### WHAT TO WORK ON
Give the records again in full, exactly as written.

Dataset entries:
────

//! The host runtime surface.
//!
//! Generated code never defines drawing, math or Java-compatibility helpers
//! itself; it reaches them through a single host object. Identifiers that are
//! not declared by the sketch but are provided by the host are qualified as
//! `$p.name` when they are resolved at the outermost scope.

use rustc_hash::FxHashSet;

/// Identifier of the host runtime object in generated code.
pub const HOST_HANDLE: &str = "$p";

/// Sketch API functions and variables exposed by the host.
const API_MEMBERS: &[&str] = &[
    "abs", "acos", "alpha", "ambient", "ambientLight", "append", "applyMatrix", "arc",
    "arrayCopy", "asin", "atan", "atan2", "background", "beginCamera", "beginDraw",
    "beginShape", "bezier", "bezierDetail", "bezierPoint", "bezierTangent", "bezierVertex",
    "binary", "blend", "blendColor", "blue", "box", "breakShape", "brightness", "camera",
    "ceil", "color", "colorMode", "concat", "constrain", "copy", "cos", "createFont",
    "createGraphics", "createImage", "cursor", "curve", "curveDetail", "curvePoint",
    "curveTangent", "curveTightness", "curveVertex", "day", "degrees", "directionalLight",
    "disableContextMenu", "dist", "draw", "ellipse", "ellipseMode", "emissive",
    "enableContextMenu", "endCamera", "endDraw", "endShape", "exit", "exp", "expand",
    "externals", "fill", "filter", "floor", "focused", "frameCount", "frameRate", "frustum",
    "get", "green", "height", "hex", "hint", "hour", "hue", "image", "imageMode", "join",
    "key", "keyCode", "keyPressed", "keyReleased", "keyTyped", "lerp", "lerpColor",
    "lightFalloff", "lights", "lightSpecular", "line", "link", "loadBytes", "loadFont",
    "loadGlyphs", "loadImage", "loadPixels", "loadShape", "loadStrings", "loadXML", "log",
    "loop", "mag", "map", "match", "matchAll", "max", "millis", "min", "minute", "modelX",
    "modelY", "modelZ", "month", "mouseButton", "mouseClicked", "mouseDragged", "mouseMoved",
    "mouseOut", "mouseOver", "mousePressed", "mouseReleased", "mouseScroll", "mouseScrolled",
    "mouseX", "mouseY", "name", "nf", "nfc", "nfp", "nfs", "noCursor", "noFill", "noise",
    "noiseDetail", "noiseSeed", "noLights", "noLoop", "norm", "normal", "noSmooth",
    "noStroke", "noTint", "ortho", "param", "parseBoolean", "parseByte", "parseChar",
    "parseFloat", "parseInt", "perspective", "pixels", "pmouseX", "pmouseY", "point",
    "pointLight", "popMatrix", "popStyle", "pow", "print", "printCamera", "println",
    "printMatrix", "printProjection", "pushMatrix", "pushStyle", "quad", "radians",
    "random", "randomSeed", "rect", "rectMode", "red", "redraw", "requestImage",
    "resetMatrix", "reverse", "rotate", "rotateX", "rotateY", "rotateZ", "round",
    "saturation", "save", "saveFrame", "saveStrings", "scale", "screenX", "screenY",
    "screenZ", "second", "set", "setup", "shape", "shapeMode", "shearX", "shearY",
    "shininess", "shorten", "sin", "size", "smooth", "sort", "specular", "sphere",
    "sphereDetail", "splice", "split", "splitTokens", "spotLight", "sq", "sqrt", "status",
    "str", "stroke", "strokeCap", "strokeJoin", "strokeWeight", "subset", "tan", "text",
    "textAlign", "textAscent", "textDescent", "textFont", "textLeading", "textMode",
    "textSize", "texture", "textureMode", "textWidth", "tint", "touchCancel", "touchEnd",
    "touchMove", "touchStart", "transform", "translate", "triangle", "trim", "unbinary",
    "unhex", "updatePixels", "use3DContext", "vertex", "width", "year",
];

/// Proxy functions targeted by the expression pre-transform.
const PROXY_MEMBERS: &[&str] = &[
    "__contains", "__equals", "__equalsIgnoreCase", "__frameRate", "__hashCode",
    "__int_cast", "__instanceof", "__keyPressed", "__mousePressed", "__printStackTrace",
    "__replace", "__replaceAll", "__replaceFirst", "__toCharArray", "__split",
    "__codePointAt", "__startsWith", "__endsWith", "__matches",
];

/// Constants exposed by the host.
const CONSTANTS: &[&str] = &[
    "P2D", "JAVA2D", "WEBGL", "P3D", "OPENGL", "PDF", "DXF", "EPSILON", "MAX_FLOAT",
    "MIN_FLOAT", "MAX_INT", "MIN_INT", "PI", "TWO_PI", "HALF_PI", "THIRD_PI", "QUARTER_PI",
    "TAU", "DEG_TO_RAD", "RAD_TO_DEG", "WHITESPACE", "RGB", "ARGB", "HSB", "ALPHA", "CMYK",
    "BLUR", "GRAY", "INVERT", "OPAQUE", "POSTERIZE", "THRESHOLD", "ERODE", "DILATE",
    "REPLACE", "BLEND", "ADD", "SUBTRACT", "LIGHTEST", "DARKEST", "DIFFERENCE", "EXCLUSION",
    "MULTIPLY", "SCREEN", "OVERLAY", "HARD_LIGHT", "SOFT_LIGHT", "DODGE", "BURN",
    "CUSTOM", "ORTHOGRAPHIC", "PERSPECTIVE", "POINT", "POINTS", "LINE", "LINES",
    "TRIANGLE", "TRIANGLES", "TRIANGLE_STRIP", "TRIANGLE_FAN", "QUAD", "QUADS",
    "QUAD_STRIP", "POLYGON", "PATH", "RECT", "ELLIPSE", "ARC", "SPHERE", "BOX", "GROUP",
    "PRIMITIVE", "GEOMETRY", "VERTEX", "BEZIER_VERTEX", "CURVE_VERTEX", "BREAK",
    "CLOSESHAPE", "OPEN", "CLOSE", "CORNER", "CORNERS", "RADIUS", "CENTER_RADIUS",
    "CENTER", "DIAMETER", "CENTER_DIAMETER", "BASELINE", "TOP", "BOTTOM", "NORMAL",
    "NORMALIZED", "IMAGE", "MODEL", "SHAPE", "SQUARE", "ROUND", "PROJECT", "MITER",
    "BEVEL", "AMBIENT", "DIRECTIONAL", "SPOT", "BACKSPACE", "TAB", "ENTER", "RETURN",
    "ESC", "DELETE", "CODED", "SHIFT", "CONTROL", "ALT", "CAPSLK", "PGUP", "PGDN", "END",
    "HOME", "LEFT", "UP", "RIGHT", "DOWN", "F1", "F2", "F3", "F4", "F5", "F6", "F7", "F8",
    "F9", "F10", "F11", "F12", "NUMLK", "META", "INSERT", "ARROW", "CROSS", "HAND", "MOVE",
    "TEXT", "WAIT", "NOCURSOR",
];

/// Classes the host provides in the default scope.
const DEFAULT_SCOPE: &[&str] = &[
    "ArrayList", "HashMap", "PVector", "ObjectIterator", "PConstants", "PFont", "PImage",
    "PShape", "PShapeSVG", "PMatrix2D", "PMatrix3D", "PMatrixStack", "XMLElement", "XML",
    "Character", "Random",
];

/// Set of names qualified with the host handle at the outermost scope.
#[derive(Clone, Debug)]
pub struct HostMembers {
    names: FxHashSet<String>,
}

impl HostMembers {
    /// The built-in host surface.
    pub fn standard() -> Self {
        let names = API_MEMBERS
            .iter()
            .chain(PROXY_MEMBERS)
            .chain(CONSTANTS)
            .chain(DEFAULT_SCOPE)
            .map(|name| (*name).to_string())
            .collect();
        Self { names }
    }

    /// The built-in surface plus names a particular host adds.
    pub fn with_extra<I, S>(extra: I) -> Self
    where
        I: IntoIterator<Item = S>,
        S: Into<String>,
    {
        let mut members = Self::standard();
        members.names.extend(extra.into_iter().map(Into::into));
        members
    }

    pub fn contains(&self, name: &str) -> bool {
        self.names.contains(name)
    }

    pub fn len(&self) -> usize {
        self.names.len()
    }

    pub fn is_empty(&self) -> bool {
        self.names.is_empty()
    }
}

impl Default for HostMembers {
    fn default() -> Self {
        Self::standard()
    }
}

#[cfg(test)]
#[path = "../tests/host.rs"]
mod tests;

────

### ANSWER TO THIS PROBLEM
//! The host runtime surface.
//!
//! Generated code never defines drawing, math or Java-compatibility helpers
//! itself; it reaches them through a single host object. Identifiers that are
//! not declared by the sketch but are provided by the host are qualified as
//! `$p.name` when they are resolved at the outermost scope.

use rustc_hash::FxHashSet;

/// Identifier of the host runtime object in generated code.
pub const HOST_HANDLE: &str = "$p";

/// Sketch API functions and variables exposed by the host.
const API_MEMBERS: &[&str] = &[
    "abs", "acos", "alpha", "ambient", "ambientLight", "append", "applyMatrix", "arc",
    "arrayCopy", "asin", "atan", "atan2", "background", "beginCamera", "beginDraw",
    "beginShape", "bezier", "bezierDetail", "bezierPoint", "bezierTangent", "bezierVertex",
    "binary", "blend", "blendColor", "blue", "box", "breakShape", "brightness", "camera",
    "ceil", "color", "colorMode", "concat", "constrain", "copy", "cos", "createFont",
    "createGraphics", "createImage", "cursor", "curve", "curveDetail", "curvePoint",
    "curveTangent", "curveTightness", "curveVertex", "day", "degrees", "directionalLight",
    "disableContextMenu", "dist", "draw", "ellipse", "ellipseMode", "emissive",
    "enableContextMenu", "endCamera", "endDraw", "endShape", "exit", "exp", "expand",
    "externals", "fill", "filter", "floor", "focused", "frameCount", "frameRate", "frustum",
    "get", "green", "height", "hex", "hint", "hour", "hue", "image", "imageMode", "join",
    "key", "keyCode", "keyPressed", "keyReleased", "keyTyped", "lerp", "lerpColor",
    "lightFalloff", "lights", "lightSpecular", "line", "link", "loadBytes", "loadFont",
    "loadGlyphs", "loadImage", "loadPixels", "loadShape", "loadStrings", "loadXML", "log",
    "loop", "mag", "map", "match", "matchAll", "max", "millis", "min", "minute", "modelX",
    "modelY", "modelZ", "month", "mouseButton", "mouseClicked", "mouseDragged", "mouseMoved",
    "mouseOut", "mouseOver", "mousePressed", "mouseReleased", "mouseScroll", "mouseScrolled",
    "mouseX", "mouseY", "name", "nf", "nfc", "nfp", "nfs", "noCursor", "noFill", "noise",
    "noiseDetail", "noiseSeed", "noLights", "noLoop", "norm", "normal", "noSmooth",
    "noStroke", "noTint", "ortho", "param", "parseBoolean", "parseByte", "parseChar",
    "parseFloat", "parseInt", "perspective", "pixels", "pmouseX", "pmouseY", "point",
    "pointLight", "popMatrix", "popStyle", "pow", "print", "printCamera", "println",
    "printMatrix", "printProjection", "pushMatrix", "pushStyle", "quad", "radians",
    "random", "randomSeed", "rect", "rectMode", "red", "redraw", "requestImage",
    "resetMatrix", "reverse", "rotate", "rotateX", "rotateY", "rotateZ", "round",
    "saturation", "save", "saveFrame", "saveStrings", "scale", "screenX", "screenY",
    "screenZ", "second", "set", "setup", "shape", "shapeMode", "shearX", "shearY",
    "shininess", "shorten", "sin", "size", "smooth", "sort", "specular", "sphere",
    "sphereDetail", "splice", "split", "splitTokens", "spotLight", "sq", "sqrt", "status",
    "str", "stroke", "strokeCap", "strokeJoin", "strokeWeight", "subset", "tan", "text",
    "textAlign", "textAscent", "textDescent", "textFont", "textLeading", "textMode",
    "textSize", "texture", "textureMode", "textWidth", "tint", "touchCancel", "touchEnd",
    "touchMove", "touchStart", "transform", "translate", "triangle", "trim", "unbinary",
    "unhex", "updatePixels", "use3DContext", "vertex", "width", "year",
];

/// Proxy functions targeted by the expression pre-transform.
const PROXY_MEMBERS: &[&str] = &[
    "__contains", "__equals", "__equalsIgnoreCase", "__frameRate", "__hashCode",
    "__int_cast", "__instanceof", "__keyPressed", "__mousePressed", "__printStackTrace",
    "__replace", "__replaceAll", "__replaceFirst", "__toCharArray", "__split",
    "__codePointAt", "__startsWith", "__endsWith", "__matches",
];

/// Constants exposed by the host.
const CONSTANTS: &[&str] = &[
    "P2D", "JAVA2D", "WEBGL", "P3D", "OPENGL", "PDF", "DXF", "EPSILON", "MAX_FLOAT",
    "MIN_FLOAT", "MAX_INT", "MIN_INT", "PI", "TWO_PI", "HALF_PI", "THIRD_PI", "QUARTER_PI",
    "TAU", "DEG_TO_RAD", "RAD_TO_DEG", "WHITESPACE", "RGB", "ARGB", "HSB", "ALPHA", "CMYK",
    "BLUR", "GRAY", "INVERT", "OPAQUE", "POSTERIZE", "THRESHOLD", "ERODE", "DILATE",
    "REPLACE", "BLEND", "ADD", "SUBTRACT", "LIGHTEST", "DARKEST", "DIFFERENCE", "EXCLUSION",
    "MULTIPLY", "SCREEN", "OVERLAY", "HARD_LIGHT", "SOFT_LIGHT", "DODGE", "BURN",
    "CUSTOM", "ORTHOGRAPHIC", "PERSPECTIVE", "POINT", "POINTS", "LINE", "LINES",
    "TRIANGLE", "TRIANGLES", "TRIANGLE_STRIP", "TRIANGLE_FAN", "QUAD", "QUADS",
    "QUAD_STRIP", "POLYGON", "PATH", "RECT", "ELLIPSE", "ARC", "SPHERE", "BOX", "GROUP",
    "PRIMITIVE", "GEOMETRY", "VERTEX", "BEZIER_VERTEX", "CURVE_VERTEX", "BREAK",
    "CLOSESHAPE", "OPEN", "CLOSE", "CORNER", "CORNERS", "RADIUS", "CENTER_RADIUS",
    "CENTER", "DIAMETER", "CENTER_DIAMETER", "BASELINE", "TOP", "BOTTOM", "NORMAL",
    "NORMALIZED", "IMAGE", "MODEL", "SHAPE", "SQUARE", "ROUND", "PROJECT", "MITER",
    "BEVEL", "AMBIENT", "DIRECTIONAL", "SPOT", "BACKSPACE", "TAB", "ENTER", "RETURN",
    "ESC", "DELETE", "CODED", "SHIFT", "CONTROL", "ALT", "CAPSLK", "PGUP", "PGDN", "END",
    "HOME", "LEFT", "UP", "RIGHT", "DOWN", "F1", "F2", "F3", "F4", "F5", "F6", "F7", "F8",
    "F9", "F10", "F11", "F12", "NUMLK", "META", "INSERT", "ARROW", "CROSS", "HAND", "MOVE",
    "TEXT", "WAIT", "NOCURSOR",
];

/// Classes the host provides in the default scope.
const DEFAULT_SCOPE: &[&str] = &[
    "ArrayList", "HashMap", "PVector", "ObjectIterator", "PConstants", "PFont", "PImage",
    "PShape", "PShapeSVG", "PMatrix2D", "PMatrix3D", "PMatrixStack", "XMLElement", "XML",
    "Character", "Random",
];

/// Set of names qualified with the host handle at the outermost scope.
#[derive(Clone, Debug)]
pub struct HostMembers {
    names: FxHashSet<String>,
}

impl HostMembers {
    /// The built-in host surface.
    pub fn standard() -> Self {
        let names = API_MEMBERS
            .iter()
            .chain(PROXY_MEMBERS)
            .chain(CONSTANTS)
            .chain(DEFAULT_SCOPE)
            .map(|name| (*name).to_string())
            .collect();
        Self { names }
    }

    /// The built-in surface plus names a particular host adds.
    pub fn with_extra<I, S>(extra: I) -> Self
    where
        I: IntoIterator<Item = S>,
        S: Into<String>,
    {
        let mut members = Self::standard();
        members.names.extend(extra.into_iter().map(Into::into));
        members
    }

    pub fn contains(&self, name: &str) -> bool {
        self.names.contains(name)
    }

    pub fn len(&self) -> usize {
        self.names.len()
    }

    pub fn is_empty(&self) -> bool {
        self.names.is_empty()
    }
}

impl Default for HostMembers {
    fn default() -> Self {
        Self::standard()
    }
}

#[cfg(test)]
#[path = "../tests/host.rs"]
mod tests;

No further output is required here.